Another option that is gaining popularity, especially among those on a budget, is free and open source operating systems such as Linux. While there are many, many options in the realm of Linux, I will be focusing on a Linux distribution called Ubuntu Studio. Ubuntu Studio is specially tailored for computer musicians and comes included with a suite of software for computer recording as well as software for digital artwork and video manipulation. Ubuntu Studio's audio software includes: recording software, an audio editor, a virtual drum machine, several virtual synthesizers, a MIDI router, DJ software, an audio programming environment, and others. The software included is of excellent quality, but it is generally less full-featured than commercial options, such as GarageBand.  It can also be a little less stable, because open-source software is usually programmed by an amateur coder, or a professional coder in his or her spare time.

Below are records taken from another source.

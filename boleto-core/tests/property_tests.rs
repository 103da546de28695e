//! Property-based tests for the numeric invariants
//!
//! Check digits, barcode/line consistency and the issuer regexes must hold
//! for all inputs, not just the bank fixtures.

use boleto_core::barcode::{
    assemble, barcode_from_digitable_line, digitable_line, BarcodeFields, CURRENCY_REAL,
};
use boleto_core::checkdigit::{mod10, mod10_contributions, mod11, mod11_remainder, TenAs};
use boleto_core::issuer::{fmt_digitable_line, Issuer};
use boleto_core::validation::{validate_fine, Validator};
use boleto_core::{BankNumber, BoletoRequest, Fees, Fine};
use chrono::{Duration, NaiveDate};
use proptest::prelude::*;
use rust_decimal::Decimal;

fn fields(days: i64, amount: u64, free_field: String) -> BarcodeFields {
    BarcodeFields {
        bank_code: "376".to_string(),
        currency: CURRENCY_REAL,
        expire_date: NaiveDate::from_ymd_opt(2000, 7, 3).unwrap() + Duration::days(days),
        amount_in_cents: amount,
        free_field,
    }
}

// ============================================================================
// Check digit invariants
// ============================================================================

proptest! {
    /// Property: every Modulo 10 contribution is folded to a single digit
    #[test]
    fn mod10_contributions_are_single_digits(value in "[0-9]{1,48}") {
        let contributions = mod10_contributions(&value).unwrap();
        prop_assert_eq!(contributions.len(), value.len());
        prop_assert!(contributions.iter().all(|c| *c <= 9));
        prop_assert!(mod10(&value).unwrap() <= 9);
    }

    /// Property: appending the Modulo 10 digit makes the weighted sum a multiple of 10
    #[test]
    fn mod10_digit_closes_the_sum(value in "[0-9]{1,30}") {
        let digit = mod10(&value).unwrap();
        let sum: u32 = mod10_contributions(&value).unwrap().iter().sum::<u32>() + digit;
        prop_assert_eq!(sum % 10, 0);
    }

    /// Property: Modulo 11 always renders a single symbol
    #[test]
    fn mod11_renders_one_symbol(value in "[0-9]{1,20}", base in 7u32..=9) {
        let remainder = mod11_remainder(&value, base).unwrap();
        prop_assert!(remainder < 11);

        let zero = mod11(&value, base, TenAs::Zero).unwrap();
        let x = mod11(&value, base, TenAs::X).unwrap();
        prop_assert_eq!(zero.len(), 1);
        prop_assert!(zero.chars().all(|c| c.is_ascii_digit()));
        if remainder == 1 {
            prop_assert_eq!(x, "X");
        } else {
            prop_assert_eq!(x, zero);
        }
    }

    /// Property: non-digit input is rejected rather than skipped
    #[test]
    fn check_digits_reject_letters(prefix in "[0-9]{0,5}", letter in "[a-zA-Z ]", suffix in "[0-9]{0,5}") {
        let value = format!("{}{}{}", prefix, letter, suffix);
        prop_assert!(mod10(&value).is_err());
        prop_assert!(mod11(&value, 9, TenAs::Zero).is_err());
    }
}

// ============================================================================
// Barcode invariants
// ============================================================================

proptest! {
    /// Property: the line of an assembled barcode rebuilds the same barcode
    #[test]
    fn line_regroups_barcode(
        days in 0i64..20_000,
        amount in 1u64..9_999_999_999,
        free in "[0-9]{25}",
    ) {
        let barcode = assemble(&fields(days, amount, free)).unwrap();
        prop_assert_eq!(barcode.len(), 44);

        let line = digitable_line(&barcode).unwrap();
        prop_assert_eq!(barcode_from_digitable_line(&line).unwrap(), barcode.clone());
        prop_assert!(Issuer::new(barcode, line).is_consistent());
    }

    /// Property: the general check digit is never 0
    #[test]
    fn barcode_digit_never_zero(days in 0i64..20_000, amount in 1u64..1_000_000, free in "[0-9]{25}") {
        let barcode = assemble(&fields(days, amount, free)).unwrap();
        prop_assert_ne!(&barcode[4..5], "0");
    }

    /// Property: formatting is idempotent
    #[test]
    fn fmt_digitable_line_idempotent(digits in "[0-9]{47}") {
        let once = fmt_digitable_line(&digits);
        prop_assert_eq!(fmt_digitable_line(&once), once.clone());
        prop_assert!(Issuer::new("1", once).is_valid_digitable_line());
    }
}

// ============================================================================
// Issuer rejections
// ============================================================================

proptest! {
    /// Property: a barcode with any non-digit is rejected
    #[test]
    fn issuer_rejects_non_digit_barcode(
        prefix in "[0-9]{0,20}",
        bad in "[^0-9]",
        suffix in "[0-9]{0,20}",
    ) {
        let barcode = format!("{}{}{}", prefix, bad, suffix);
        prop_assert!(!Issuer::new(barcode, "").is_valid_barcode());
    }

    /// Property: whitespace-only input is never valid
    #[test]
    fn issuer_rejects_blank(blank in "[ \t]{0,10}") {
        let issuer = Issuer::new(blank.clone(), blank);
        prop_assert!(!issuer.is_valid_barcode());
        prop_assert!(!issuer.is_valid_digitable_line());
    }

    /// Property: dropping a digit from a block breaks the line shape
    #[test]
    fn issuer_rejects_short_blocks(digits in "[0-9]{47}", drop in 0usize..32) {
        let line = fmt_digitable_line(&digits);
        let positions: Vec<usize> = line
            .char_indices()
            .filter(|(_, c)| c.is_ascii_digit())
            .map(|(i, _)| i)
            .collect();
        let mut broken = line.clone();
        broken.remove(positions[drop]);
        prop_assert!(!Issuer::new("1", broken).is_valid_digitable_line());
    }
}

// ============================================================================
// Validation invariants
// ============================================================================

proptest! {
    /// Property: a fine passes iff exactly one rate is positive and it starts after day 0
    #[test]
    fn fine_exclusive_rate(amount in 0u64..1_000, percentage in 0u32..500, days in 0u32..5) {
        let mut request = BoletoRequest::new(BankNumber::Stone);
        request.title.fees = Some(Fees {
            fine: Some(Fine {
                days_after_expiration_date: days,
                amount_in_cents: amount,
                percentage_on_total: Decimal::new(percentage as i64, 2),
            }),
            interest: None,
        });

        let exclusive = (amount > 0) != (percentage > 0);
        let expected = exclusive && days >= 1;
        prop_assert_eq!(validate_fine(&mut request).is_ok(), expected);
    }

    /// Property: only the first failing rule is reported
    #[test]
    fn validator_short_circuits(first in 0usize..4) {
        let mut validator = Validator::new();
        for i in 0..4usize {
            validator.push(move |_: &mut BoletoRequest| {
                if i >= first {
                    Err(boleto_core::ErrorResponse::new(format!("R{}", i), "fail"))
                } else {
                    Ok(())
                }
            });
        }

        let mut request = BoletoRequest::new(BankNumber::JpMorgan);
        let err = validator.assert(&mut request).unwrap_err();
        prop_assert_eq!(err.code, format!("R{}", first));
    }
}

Lite Versions of Professional Software

The last option that I will discuss is OEM or “lite” software. OEM stands for “original equipment manufacturer” and refers to software that comes bundled with certain hardware devices, such as MIDI keyboards and audio interfaces.  OEM software is typically a stripped down version of a full-featured, professional piece of software. Some examples of OEM software are: Ableton Live Lite, Cubase LE, and Cakewalk Sonar LE. This option is an excellent choice if you think you may want to upgrade your software in the future, as importing your project files from a lite version software to its professional counterpart is typically very quick and painless. Also, learning how to use the pro software will be easier because you will already be familiar with the user interface, albeit in a simplified format. Another great thing about OEM software is that you will most likely receive some of this software free with the MIDI keyboards or audio interfaces that you buy.

Before you decide to pay for any piece of software, be sure to do your research. Visit company web sites as well as third-party review sites. Download a free trial version, if there is one available, so you can test drive it for a little while. There is a multitude of DAW software for every type of production style imaginable. The most important thing is to find a DAW that fits your personal style and budget, and that you can have fun with.